Q. Given an option to choose another career, what would it be?

I’d likely be an architect. Architecture is about creating something that endures - not for a season, but for decades. Every decision carries weight, from materials and proportions to the way light enters and shapes a space. That level of discipline resonates deeply with me. There is also something inherently compelling about how architecture sits at the intersection of art and function - a building must be both aesthetically refined and purposefully designed. Resolving that tension is where true craft lies. In many ways, great retail design operates on the same principle; the two are far more interconnected than they may initially appear.

Q. Which is your favourite vacation spot?

Italy. It offers the perfect blend of culture, craftsmanship, and pace - elements I deeply relate to. It's one of the few places where I find equal inspiration in the history around me and the effortless style on the streets. There is a deeply embedded belief in Italian culture that making something well is, in itself, a form of respect - both for the craft and for the person who will ultimately use it. That sensibility stays with you long after you leave.

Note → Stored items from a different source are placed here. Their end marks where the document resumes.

//! 遥测模块属性测试
//!
//! 使用 proptest 进行属性测试

use std::sync::Arc;

use chrono::Utc;
use proptest::prelude::*;

use crate::telemetry::{
    FanoutUsageSink, MemoryUsageSink, RequestStatus, TokenSource, UsageRecord, UsageSink,
    UsageSummary,
};

/// 生成随机的 RequestStatus
fn arb_request_status() -> impl Strategy<Value = RequestStatus> {
    prop_oneof![
        Just(RequestStatus::Success),
        Just(RequestStatus::Failed),
        Just(RequestStatus::Timeout),
        Just(RequestStatus::Cancelled),
    ]
}

/// 生成随机的模型名称
fn arb_model_name() -> impl Strategy<Value = String> {
    prop_oneof![
        Just("claude-sonnet-4.5".to_string()),
        Just("claude-sonnet-4".to_string()),
        Just("claude-haiku-4.5".to_string()),
        Just("gpt-4o".to_string()),
    ]
}

/// 生成随机的用量记录
fn arb_usage_record() -> impl Strategy<Value = UsageRecord> {
    (
        "[a-zA-Z0-9_-]{8,16}", // id
        arb_model_name(),
        any::<bool>(), // is_streaming
        arb_request_status(),
        1u64..10000u64, // duration_ms
        0u32..10000u32, // input_tokens
        0u32..5000u32,  // output_tokens
        any::<bool>(),  // actual tokens
    )
        .prop_map(
            |(id, model, is_streaming, status, duration_ms, input, output, actual)| {
                let mut record = UsageRecord::new(id, Utc::now(), model, "openai", is_streaming)
                    .with_account("acc-1");
                record.status = status;
                record.duration_ms = duration_ms;
                record.input_tokens = input;
                record.output_tokens = output;
                record.token_source = if actual {
                    TokenSource::Actual
                } else {
                    TokenSource::Estimated
                };
                record
            },
        )
}

proptest! {
    #![proptest_config(ProptestConfig::with_cases(100))]

    /// 统计摘要与逐条累加一致
    #[test]
    fn prop_summary_accuracy(records in prop::collection::vec(arb_usage_record(), 0..50)) {
        let sink = MemoryUsageSink::new(1000);
        for record in &records {
            sink.record(record.clone());
        }
        let summary = sink.summary();

        prop_assert_eq!(summary.total_requests, records.len() as u64);
        let success = records.iter().filter(|r| r.status == RequestStatus::Success).count() as u64;
        prop_assert_eq!(summary.successful_requests, success);
        prop_assert_eq!(
            summary.successful_requests
                + summary.failed_requests
                + summary.timeout_requests
                + summary.cancelled_requests,
            summary.total_requests
        );
        let input: u64 = records.iter().map(|r| r.input_tokens as u64).sum();
        prop_assert_eq!(summary.total_input_tokens, input);
    }

    /// 超出容量时只保留最新的记录
    #[test]
    fn prop_memory_rotation(
        records in prop::collection::vec(arb_usage_record(), 1..60),
        capacity in 1usize..20,
    ) {
        let sink = MemoryUsageSink::new(capacity);
        for record in &records {
            sink.record(record.clone());
        }
        let kept = sink.get_all();
        prop_assert_eq!(kept.len(), records.len().min(capacity));
        let expected = &records[records.len() - kept.len()..];
        prop_assert_eq!(kept.as_slice(), expected);
    }
}

#[test]
fn test_empty_summary() {
    let summary = UsageSummary::from_records(std::iter::empty());
    assert_eq!(summary, UsageSummary::default());
}

#[test]
fn test_mark_helpers() {
    let mut record = UsageRecord::new("r1".into(), Utc::now(), "gpt-4o".into(), "openai", true);
    assert_eq!(record.status, RequestStatus::Cancelled);

    record.mark_success(120, 10, 20, TokenSource::Actual);
    assert_eq!(record.status, RequestStatus::Success);
    assert_eq!(record.total_tokens(), 30);

    record.mark_failed(5, 504, "idle".into());
    assert_eq!(record.status, RequestStatus::Timeout);
    record.mark_failed(5, 502, "reset".into());
    assert_eq!(record.status, RequestStatus::Failed);
    assert_eq!(record.error_message.as_deref(), Some("reset"));
}

#[test]
fn test_recent_newest_first() {
    let sink = MemoryUsageSink::new(10);
    for i in 0..3 {
        sink.record(UsageRecord::new(format!("r{}", i), Utc::now(), "m".into(), "anthropic", false));
    }
    let recent: Vec<String> = sink.recent(2).into_iter().map(|r| r.id).collect();
    assert_eq!(recent, vec!["r2", "r1"]);
    sink.clear();
    assert!(sink.is_empty());
}

#[test]
fn test_fanout_delivers_to_every_sink() {
    let a = Arc::new(MemoryUsageSink::new(10));
    let b = Arc::new(MemoryUsageSink::new(10));
    let fanout = FanoutUsageSink::new(vec![a.clone() as Arc<dyn UsageSink>, b.clone()]);
    fanout.record(UsageRecord::new("r".into(), Utc::now(), "m".into(), "openai", true));
    assert_eq!(a.len(), 1);
    assert_eq!(b.len(), 1);
}
//! 协议转换层
//!
//! 处理两种前端协议（OpenAI、Anthropic）与 Amazon Q 后端之间的请求格式转换。
//!
//! # 架构设计
//!
//! ```text
//! translator/
//! ├── traits.rs          # 转换器 trait 与错误类型
//! ├── openai.rs          # OpenAI → CanonicalRequest（含模型别名）
//! ├── anthropic.rs       # Anthropic → CanonicalRequest
//! ├── codewhisperer.rs   # CanonicalRequest → CodeWhisperer conversationState
//! └── models.rs          # 模型别名表与模型目录
//! ```
//!
//! # 使用示例
//!
//! ```ignore
//! use amq2api::translator::{OpenAiRequestTranslator, CodeWhispererRequestTranslator};
//! use amq2api::translator::traits::RequestTranslator;
//!
//! let canonical = OpenAiRequestTranslator::new().translate_request(openai_request)?;
//! let cw_request = CodeWhispererRequestTranslator::new(profile_arn)
//!     .translate_request(canonical)?;
//! ```

pub mod anthropic;
pub mod codewhisperer;
pub mod models;
pub mod openai;
pub mod traits;


// 重新导出核心类型
pub use anthropic::{convert_anthropic_to_canonical, AnthropicRequestTranslator};
pub use codewhisperer::{convert_canonical_to_codewhisperer, CodeWhispererRequestTranslator};
pub use models::{model_catalog, resolve_alias, DEFAULT_MODEL};
pub use openai::{convert_openai_to_canonical, OpenAiRequestTranslator};
pub use traits::{RequestTranslator, TranslateError, TranslateErrorKind};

Q. A TV show, a movie, and an ad campaign you highly recommend watching

TV Show: Succession, for its sharp writing and nuanced take on power dynamics. It offers a compelling lens on ambition, leadership, and the complexities of legacy, delivered with notable precision.

Movie: The Intern - simple, yet insightful in its portrayal of work, relationships, and perspective. Beneath its understated narrative lies a thoughtful exploration of intergenerational dynamics and the evolving nature of professional life.

Ad Campaign: Shot on iPhone by Apple. It’s the gold standard for user-centric storytelling. It shifted the focus from the product’s specs to what the user can create with it, which is a powerful lesson for any brand.